Anti acetylated α tubulin antibody

Cells were seeded on coverslips on a 24-well plate at a density of 5 × 10⁴ cells per well and allowed to grow overnight. Next, the medium was replaced with a medium containing the o-AzoCol26DF or the colchicine (without illumination) or DMSO as control and incubated for 24 h under 500 ms pulsed green or blue light irradiation every 15 s. Then, cells were fixed and permeabilised with 100% methanol at −20 °C for 15 min and subsequently washed three times with PBS at room temperature.
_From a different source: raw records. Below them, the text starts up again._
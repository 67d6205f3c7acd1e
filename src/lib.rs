//! Clique percolation: k-clique discovery, community graph construction and
//! community extraction

pub mod config;
pub mod error;
pub mod graph;
pub mod clique;
pub mod cluster;
pub mod percolation;
pub mod data;
pub mod storage;
pub mod viz;

pub use clique::{Clique, CliqueSet};
pub use cluster::Community;
pub use config::{Config, SymmetryPolicy};
pub use error::{CpmError, ErrorKind, Result};
pub use graph::{Graph, GraphBuilder, NodeId};
pub use percolation::{percolate, Percolation};
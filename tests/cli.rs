use std::path::PathBuf;
use std::process::Command;

fn binary() -> Command {
    Command::new(env!("CARGO_BIN_EXE_clique-percolation"))
}

fn model_graph_path() -> PathBuf {
    PathBuf::from(env!("CARGO_MANIFEST_DIR")).join("tests/data/model_graph.txt")
}

#[test]
fn missing_graph_file_argument_is_a_usage_error() {
    let output = binary().output().unwrap();
    assert!(!output.status.success());
    let stderr = String::from_utf8_lossy(&output.stderr);
    assert!(stderr.contains("<GRAPH>"), "stderr: {}", stderr);
}

#[test]
fn prints_graphs_and_communities() {
    let output = binary()
        .arg("-k")
        .arg("4")
        .arg(model_graph_path())
        .output()
        .unwrap();
    assert!(output.status.success());

    let stdout = String::from_utf8_lossy(&output.stdout);
    assert!(stdout.starts_with("k= 4\nThe original graph\n"));
    assert!(stdout.contains("v1:  v2 v3 \n"));
    assert!(stdout.contains("Community graph:\n"));
    assert!(stdout.contains("0: v4 v5 v6 v7 (cliques: 1"));
}

#[test]
fn rejects_k_below_two() {
    let output = binary()
        .arg("-k")
        .arg("1")
        .arg(model_graph_path())
        .output()
        .unwrap();
    assert!(!output.status.success());
    assert!(String::from_utf8_lossy(&output.stderr).contains("k must be at least 2"));
}

#[test]
fn writes_results_to_output_dir() {
    let dir = tempfile::tempdir().unwrap();
    let output = binary()
        .arg(model_graph_path())
        .arg("--output-dir")
        .arg(dir.path())
        .arg("--sequential")
        .output()
        .unwrap();
    assert!(output.status.success());

    for name in [
        "summary.json",
        "cliques.json",
        "communities.json",
        "community_graph.graphml",
        "nodes.csv",
    ] {
        assert!(dir.path().join(name).exists(), "missing {}", name);
    }
}

#[test]
fn undeclared_neighbor_fails() {
    let dir = tempfile::tempdir().unwrap();
    let path = dir.path().join("broken.txt");
    std::fs::write(&path, "v1: v2\nv2: v1 v3\n").unwrap();

    let output = binary().arg(&path).output().unwrap();
    assert!(!output.status.success());
    assert!(String::from_utf8_lossy(&output.stderr).contains("v3"));
}
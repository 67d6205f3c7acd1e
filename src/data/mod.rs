//! Graph input module

pub mod parser;

pub use parser::{load_graph_definition, parse_graph_definition, parse_graph_str};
After 1 h blocking with 3% BSA/PBS at 4 °C, slides were incubated with anti-α tubulin 12G10 antibody (Developmental Studies Hybridoma Bank, University of Iowa, Iowa City, IA, USA) (diluted 1:300 in 3% BSA/PBS) and anti-acetylated α- tubulin antibody (Cell Signalling, Danvers, MA, USA) (diluted 1:1000 in 3% BSA/PBS) overnight at 4 °C. After 3 × 10 min washing with PBS, slides were incubated with AlexaFluor555-conjugated anti-rabbit and AlexaFluor488-conjugated anti-mouse secondary antibodies (diluted 1:400 in 3% BSA/PBS) (Thermo Fisher Scientific, Waltham, MA, USA, A31570) and with DAPI (50 ng/mL) for 1 h at room temperature. After washing (3 × 10 min with PBS), slides were mounted in Fluoromount-G (Southern Biotech., Birmingham, AL, USA). Images were recorded using Leica TCS SP8 (Leica Microsystems, Wetzlar, Germany) confocal microscope and analysed using ImageJ 1.53t software.